Bring together all lines from the listing below that contain the string "CallId".
------------------------------------------------------------
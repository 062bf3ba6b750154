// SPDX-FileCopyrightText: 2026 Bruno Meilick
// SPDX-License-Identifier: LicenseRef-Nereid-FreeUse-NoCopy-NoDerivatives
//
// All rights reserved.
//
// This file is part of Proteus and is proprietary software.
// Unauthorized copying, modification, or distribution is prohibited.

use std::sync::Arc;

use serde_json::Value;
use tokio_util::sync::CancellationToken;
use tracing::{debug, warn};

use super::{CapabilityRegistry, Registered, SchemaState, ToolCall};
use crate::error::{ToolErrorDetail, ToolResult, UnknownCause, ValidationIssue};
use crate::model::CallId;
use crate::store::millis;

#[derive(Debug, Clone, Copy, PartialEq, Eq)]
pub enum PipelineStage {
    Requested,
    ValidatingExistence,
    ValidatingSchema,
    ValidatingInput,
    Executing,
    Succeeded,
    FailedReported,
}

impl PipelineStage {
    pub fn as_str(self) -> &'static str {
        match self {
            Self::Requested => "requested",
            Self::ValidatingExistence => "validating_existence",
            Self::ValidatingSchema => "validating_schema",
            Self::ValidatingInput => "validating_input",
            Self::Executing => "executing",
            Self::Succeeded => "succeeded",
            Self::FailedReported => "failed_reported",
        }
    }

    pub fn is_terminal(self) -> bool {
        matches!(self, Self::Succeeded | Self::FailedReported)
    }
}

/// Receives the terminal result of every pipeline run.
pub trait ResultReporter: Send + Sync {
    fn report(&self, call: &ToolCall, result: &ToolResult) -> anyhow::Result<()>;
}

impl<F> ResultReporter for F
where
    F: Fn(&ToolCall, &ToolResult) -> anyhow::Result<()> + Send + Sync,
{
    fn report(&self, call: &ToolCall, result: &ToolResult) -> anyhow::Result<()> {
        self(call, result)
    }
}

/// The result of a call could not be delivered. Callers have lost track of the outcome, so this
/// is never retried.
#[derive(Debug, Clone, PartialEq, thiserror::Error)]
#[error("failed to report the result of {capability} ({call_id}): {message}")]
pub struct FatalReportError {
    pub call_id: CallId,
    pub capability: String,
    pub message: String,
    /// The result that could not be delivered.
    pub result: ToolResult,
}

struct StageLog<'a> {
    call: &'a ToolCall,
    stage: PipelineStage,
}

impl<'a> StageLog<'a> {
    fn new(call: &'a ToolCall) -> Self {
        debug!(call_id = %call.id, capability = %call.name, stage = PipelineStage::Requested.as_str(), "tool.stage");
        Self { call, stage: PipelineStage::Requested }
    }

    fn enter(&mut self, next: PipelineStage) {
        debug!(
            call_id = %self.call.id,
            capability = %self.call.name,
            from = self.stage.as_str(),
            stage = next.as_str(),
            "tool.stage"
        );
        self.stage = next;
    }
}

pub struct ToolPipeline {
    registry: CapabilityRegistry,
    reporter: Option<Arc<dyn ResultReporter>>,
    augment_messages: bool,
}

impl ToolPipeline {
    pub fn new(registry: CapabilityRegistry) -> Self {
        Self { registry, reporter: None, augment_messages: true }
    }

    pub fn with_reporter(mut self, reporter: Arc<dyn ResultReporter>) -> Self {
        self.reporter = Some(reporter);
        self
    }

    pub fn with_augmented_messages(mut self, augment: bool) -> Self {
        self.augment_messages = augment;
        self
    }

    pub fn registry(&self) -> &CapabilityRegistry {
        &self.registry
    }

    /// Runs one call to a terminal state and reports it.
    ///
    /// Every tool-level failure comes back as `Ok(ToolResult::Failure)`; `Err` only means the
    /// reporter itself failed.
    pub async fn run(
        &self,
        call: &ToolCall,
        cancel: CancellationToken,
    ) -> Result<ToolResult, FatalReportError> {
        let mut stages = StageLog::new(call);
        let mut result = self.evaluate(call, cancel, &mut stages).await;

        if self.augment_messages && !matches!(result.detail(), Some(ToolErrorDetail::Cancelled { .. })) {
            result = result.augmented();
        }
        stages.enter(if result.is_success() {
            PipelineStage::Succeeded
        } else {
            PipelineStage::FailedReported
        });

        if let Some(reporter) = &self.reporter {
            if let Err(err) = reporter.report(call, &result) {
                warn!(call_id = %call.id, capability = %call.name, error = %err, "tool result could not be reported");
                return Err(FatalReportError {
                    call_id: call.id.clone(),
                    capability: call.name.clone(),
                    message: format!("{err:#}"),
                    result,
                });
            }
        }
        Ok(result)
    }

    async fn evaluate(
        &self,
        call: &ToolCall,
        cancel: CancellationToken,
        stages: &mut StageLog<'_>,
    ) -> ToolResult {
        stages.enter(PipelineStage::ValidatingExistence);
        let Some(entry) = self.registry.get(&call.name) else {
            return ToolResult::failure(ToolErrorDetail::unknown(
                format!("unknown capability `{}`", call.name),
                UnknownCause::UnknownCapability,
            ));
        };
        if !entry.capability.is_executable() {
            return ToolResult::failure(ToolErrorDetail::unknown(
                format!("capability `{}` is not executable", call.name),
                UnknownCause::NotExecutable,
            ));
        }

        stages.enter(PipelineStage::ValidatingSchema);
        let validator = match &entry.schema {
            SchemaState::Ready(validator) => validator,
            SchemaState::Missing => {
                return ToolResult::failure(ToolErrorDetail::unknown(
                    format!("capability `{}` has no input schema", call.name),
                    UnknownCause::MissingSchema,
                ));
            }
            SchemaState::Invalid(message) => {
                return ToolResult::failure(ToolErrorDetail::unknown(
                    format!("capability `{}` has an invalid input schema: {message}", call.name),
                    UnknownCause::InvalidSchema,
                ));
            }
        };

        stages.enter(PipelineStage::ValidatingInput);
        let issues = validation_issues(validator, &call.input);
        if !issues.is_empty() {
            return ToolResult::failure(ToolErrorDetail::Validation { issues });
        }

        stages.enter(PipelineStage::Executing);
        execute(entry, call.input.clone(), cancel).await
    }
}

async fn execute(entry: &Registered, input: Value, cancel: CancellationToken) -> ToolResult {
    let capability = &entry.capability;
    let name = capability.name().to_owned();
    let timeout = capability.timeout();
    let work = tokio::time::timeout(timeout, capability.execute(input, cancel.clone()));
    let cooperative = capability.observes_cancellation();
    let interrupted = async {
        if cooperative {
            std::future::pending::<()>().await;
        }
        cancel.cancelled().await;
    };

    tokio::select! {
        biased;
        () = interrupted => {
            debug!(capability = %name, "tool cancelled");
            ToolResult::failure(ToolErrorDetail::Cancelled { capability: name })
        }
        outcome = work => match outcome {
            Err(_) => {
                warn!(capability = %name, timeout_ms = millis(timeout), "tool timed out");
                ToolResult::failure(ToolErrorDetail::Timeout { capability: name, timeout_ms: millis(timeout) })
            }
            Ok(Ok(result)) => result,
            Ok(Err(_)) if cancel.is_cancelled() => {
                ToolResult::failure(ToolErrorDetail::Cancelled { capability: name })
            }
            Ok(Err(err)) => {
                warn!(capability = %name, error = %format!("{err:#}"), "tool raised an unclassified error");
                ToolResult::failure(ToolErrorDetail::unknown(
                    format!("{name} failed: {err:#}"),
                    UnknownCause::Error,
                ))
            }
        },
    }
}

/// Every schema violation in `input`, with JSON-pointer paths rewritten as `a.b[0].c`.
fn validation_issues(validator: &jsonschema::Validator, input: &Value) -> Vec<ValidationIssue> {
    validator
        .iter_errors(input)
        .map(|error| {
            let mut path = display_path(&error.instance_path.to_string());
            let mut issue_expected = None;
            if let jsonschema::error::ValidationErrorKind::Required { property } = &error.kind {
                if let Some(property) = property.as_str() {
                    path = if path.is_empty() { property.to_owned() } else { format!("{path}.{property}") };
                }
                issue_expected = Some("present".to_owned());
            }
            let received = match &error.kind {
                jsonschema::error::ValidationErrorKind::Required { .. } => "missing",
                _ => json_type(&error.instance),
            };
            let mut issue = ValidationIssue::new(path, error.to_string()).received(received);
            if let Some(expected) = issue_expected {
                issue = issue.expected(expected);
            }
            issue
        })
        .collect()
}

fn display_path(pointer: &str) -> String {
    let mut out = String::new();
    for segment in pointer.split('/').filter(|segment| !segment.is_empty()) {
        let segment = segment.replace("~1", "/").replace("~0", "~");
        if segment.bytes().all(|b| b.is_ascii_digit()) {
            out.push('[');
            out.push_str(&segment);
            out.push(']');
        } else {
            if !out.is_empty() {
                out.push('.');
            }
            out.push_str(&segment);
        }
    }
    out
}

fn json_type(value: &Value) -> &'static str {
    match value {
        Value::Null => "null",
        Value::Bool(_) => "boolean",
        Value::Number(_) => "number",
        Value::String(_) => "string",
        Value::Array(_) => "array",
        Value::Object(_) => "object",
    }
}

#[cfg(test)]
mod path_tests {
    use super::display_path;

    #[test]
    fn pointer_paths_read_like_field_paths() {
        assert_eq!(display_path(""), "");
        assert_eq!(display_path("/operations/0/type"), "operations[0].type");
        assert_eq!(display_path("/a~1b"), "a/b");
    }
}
------------------------------------------------------------
● **Answer space**:
use crate::model::CallId;
    pub call_id: CallId,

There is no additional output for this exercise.